MTV — première chaîne musicale ­­— à l’identité visuelle liquide conçu en 1981 par Manahattan une agence de novices. Red — la marque lowcost de SFR de téléphonie 100% en ligne — au logo vert fait un contresens total avec son nom. Desigual — la marque de prêt-à-porter décalé — invente le premier logo entièrement inversé et promet un nouveau regard.

 

 

2. Au contraire, le besoin de s’inscrire dans une mouvance porteuse

Pour des raisons stratégiques, une marque peut s’inscrire dans une mouvance porteuse et donc être incarnée par des codes identifiés reconnus par sa cible : ses prix ultra-compétitifs, son caractère durable, son secteur d’activité, son origine géographique ou culturelle, etc.

 

3. Associer son image à celle d’une marque déjà reconnue

Une nouvelle entité peut vouloir s’inscrire comme dérivée d’une autre entité (dans le cas d’une sous-marque) ou dans une série de marques (pour le nom d’un produit au sein d’une gamme).

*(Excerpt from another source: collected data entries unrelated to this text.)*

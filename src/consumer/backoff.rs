//! Reconnection delay policy (pure state, no I/O)

use serde::{Deserialize, Serialize};
use std::time::Duration;
use tracing::info;

/// Behavior once a failed attempt was already waiting the maximum delay
#[derive(Debug, Clone, Copy, Default, Serialize, Deserialize, PartialEq, Eq)]
#[serde(rename_all = "lowercase")]
pub enum AtMaxPolicy {
    /// Start over from the initial delay
    #[default]
    Reset,
    /// Keep retrying at the maximum delay
    Plateau,
}

#[derive(Debug, Clone, PartialEq)]
pub struct ReconnectConfig {
    pub initial_delay: Duration,
    pub max_delay: Duration,
    pub at_max: AtMaxPolicy,
}

impl Default for ReconnectConfig {
    fn default() -> Self {
        Self {
            initial_delay: Duration::from_millis(1_000),
            max_delay: Duration::from_millis(1_800_000),
            at_max: AtMaxPolicy::Reset,
        }
    }
}

/// Exponential backoff whose current delay stays within
/// `[initial_delay, max_delay]`
#[derive(Debug, Clone)]
pub struct ReconnectBackoff {
    config: ReconnectConfig,
    current: Duration,
}

impl ReconnectBackoff {
    /// `max_delay` below `initial_delay` is raised to `initial_delay`
    pub fn new(mut config: ReconnectConfig) -> Self {
        config.max_delay = config.max_delay.max(config.initial_delay);
        Self {
            current: config.initial_delay,
            config,
        }
    }

    pub fn current(&self) -> Duration {
        self.current
    }

    pub fn config(&self) -> &ReconnectConfig {
        &self.config
    }

    /// Back to the initial delay after a successful connection
    pub fn reset(&mut self) {
        self.current = self.config.initial_delay;
    }

    /// Advance after a failed retry and return the next delay to wait
    pub fn on_retry_failed(&mut self) -> Duration {
        self.current = if self.current >= self.config.max_delay {
            match self.config.at_max {
                AtMaxPolicy::Reset => {
                    info!("Max attempts reached. Resetting reconnection delay.");
                    self.config.initial_delay
                }
                AtMaxPolicy::Plateau => self.config.max_delay,
            }
        } else {
            self.current.saturating_mul(2).min(self.config.max_delay)
        };
        self.current
    }
}

#[cfg(test)]
mod tests {
    use super::*;
    use proptest::prelude::*;

    fn backoff(initial_ms: u64, max_ms: u64, at_max: AtMaxPolicy) -> ReconnectBackoff {
        ReconnectBackoff::new(ReconnectConfig {
            initial_delay: Duration::from_millis(initial_ms),
            max_delay: Duration::from_millis(max_ms),
            at_max,
        })
    }

    #[test]
    fn test_default_delays() {
        let config = ReconnectConfig::default();
        assert_eq!(config.initial_delay, Duration::from_secs(1));
        assert_eq!(config.max_delay, Duration::from_secs(30 * 60));
        assert_eq!(config.at_max, AtMaxPolicy::Reset);
    }

    #[test]
    fn test_doubles_until_cap() {
        let mut b = backoff(1_000, 5_000, AtMaxPolicy::Reset);
        assert_eq!(b.current(), Duration::from_millis(1_000));
        assert_eq!(b.on_retry_failed(), Duration::from_millis(2_000));
        assert_eq!(b.on_retry_failed(), Duration::from_millis(4_000));
        assert_eq!(b.on_retry_failed(), Duration::from_millis(5_000));
    }

    #[test]
    fn test_reset_policy_wraps_after_max() {
        let mut b = backoff(1_000, 4_000, AtMaxPolicy::Reset);
        b.on_retry_failed();
        b.on_retry_failed();
        assert_eq!(b.current(), Duration::from_millis(4_000));

        assert_eq!(b.on_retry_failed(), Duration::from_millis(1_000));
    }

    #[test]
    fn test_plateau_policy_stays_at_max() {
        let mut b = backoff(1_000, 4_000, AtMaxPolicy::Plateau);
        b.on_retry_failed();
        b.on_retry_failed();

        assert_eq!(b.on_retry_failed(), Duration::from_millis(4_000));
        assert_eq!(b.on_retry_failed(), Duration::from_millis(4_000));
    }

    #[test]
    fn test_reset_after_success() {
        let mut b = backoff(500, 10_000, AtMaxPolicy::Reset);
        b.on_retry_failed();
        b.on_retry_failed();
        b.reset();
        assert_eq!(b.current(), Duration::from_millis(500));
    }

    #[test]
    fn test_max_below_initial_is_clamped() {
        let b = backoff(2_000, 1_000, AtMaxPolicy::Reset);
        assert_eq!(b.config().max_delay, Duration::from_millis(2_000));
    }

    #[test]
    fn test_at_max_policy_parses_lowercase() {
        #[derive(Deserialize)]
        struct Wrapper {
            at_max: AtMaxPolicy,
        }
        let w: Wrapper = toml::from_str("at_max = \"plateau\"").unwrap();
        assert_eq!(w.at_max, AtMaxPolicy::Plateau);
    }

    proptest! {
        #[test]
        fn prop_delay_stays_within_bounds(
            initial in 1u64..10_000,
            factor in 1u64..64,
            failures in 0usize..200,
            plateau in any::<bool>(),
        ) {
            let policy = if plateau { AtMaxPolicy::Plateau } else { AtMaxPolicy::Reset };
            let mut b = backoff(initial, initial * factor, policy);
            for _ in 0..failures {
                let delay = b.on_retry_failed();
                prop_assert!(delay >= Duration::from_millis(initial));
                prop_assert!(delay <= Duration::from_millis(initial * factor));
            }
        }

        #[test]
        fn prop_failure_at_max_resets(initial in 1u64..10_000, factor in 1u64..64) {
            let mut b = backoff(initial, initial * factor, AtMaxPolicy::Reset);
            while b.current() < Duration::from_millis(initial * factor) {
                b.on_retry_failed();
            }
            prop_assert_eq!(b.on_retry_failed(), Duration::from_millis(initial));
        }
    }
}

Une marque peut aussi avoir envie de mimer une marque bien connue pour capter son audience (une contrefaçon plus ou moins assumée).

logos_iniformisation

Il ne s’agit pas ici de premiers logos, mais je voulais absolument placer cette évolution du secteur du luxe où de nombreuses marques ont emboité le pas à Saint-Laurent, le petit doigt sur la couture, dans un suivisme proche de la “contrefaçon d’identité”. Une uniformisation assez inquiétante dans un secteur où créativité et singularité sont des principes fondateurs.

 

4. Pour le simple besoin de créer une base fédératrice

Pour des considérations internes de cohérence des supports et d’identification à un projet déterminé, même sans réel besoin de communiquer à l’extérieur, une entité peut définir une identité visuelle soignée, constituée d’un logo simple et d’une charte graphique. Pour les puristes et les amoureux des projets bien ficelés.

 

II. L’évolution d’un logo existant

Quelle stratégie de développement ?

Dans le cas de figure d’un logo qui doit évoluer, il faut aussi se demander pourquoi :

  1. Simple rafraîchissement ?
  2. Se mettre à l’air du temps en suivant les évolutions du design graphique ?
  3. Corriger les erreurs de diagnostic graphique ou accompagner un sensible changement de stratégie de la part de la marque ?
  4. Changer de direction artistique en revoyant sa copie tout en conservant des acquis de notoriété visuelle ?

 

1. Simple rafraîchissement

Certains logos sont intemporels et frôlent la perfection. Ils sont des cas d’école, souvent des icônes, et pourtant à y regarder de plus près, ils ont subi de légères retouches pour rester au top. Certains jouissent parfois d’une telle notoriété que leur nom peut disparaitre pour ne conserver que leur symbole ; la simple évocation de leur nom permettant à lui seul de visualiser leur sigle qui a imprimé l’inconscient collectif : Chanel, Louis-Vuitton, Vogue, Perrier, Évian, LU, Coca-cola, McDonald’s, Carrefour, Shell, Lego, Puma, Nike, WWF, Ford, Rolls Royce et nombre d’autres marques automobiles d’aileurs, etc.

logos_culte

Des icônes qui parlent à tous et qui n’ont quasiment pas bougées : les C, qui représentent la France, du luxe à la grande distribution ; les animaux de la protection de la vie sauvage ou de l’industrie pétrolière ; la courbe élancée de la culture de la forme et les rondeurs de la malbouffe. Vous remarquerez que le noir a choisi son camp (ceci est un teaser pour un prochain article de blog).

 

2. Se mettre à l’air du temps en suivant les évolutions du design graphique

Précurseur dans ce domaine, Apple lance souvent le mouvement grâce à ses designers visionnaires : la pomme varie selon les modes avec une sensible avance sur l’époque. Visionnaire ou précurseur d’ailleurs ?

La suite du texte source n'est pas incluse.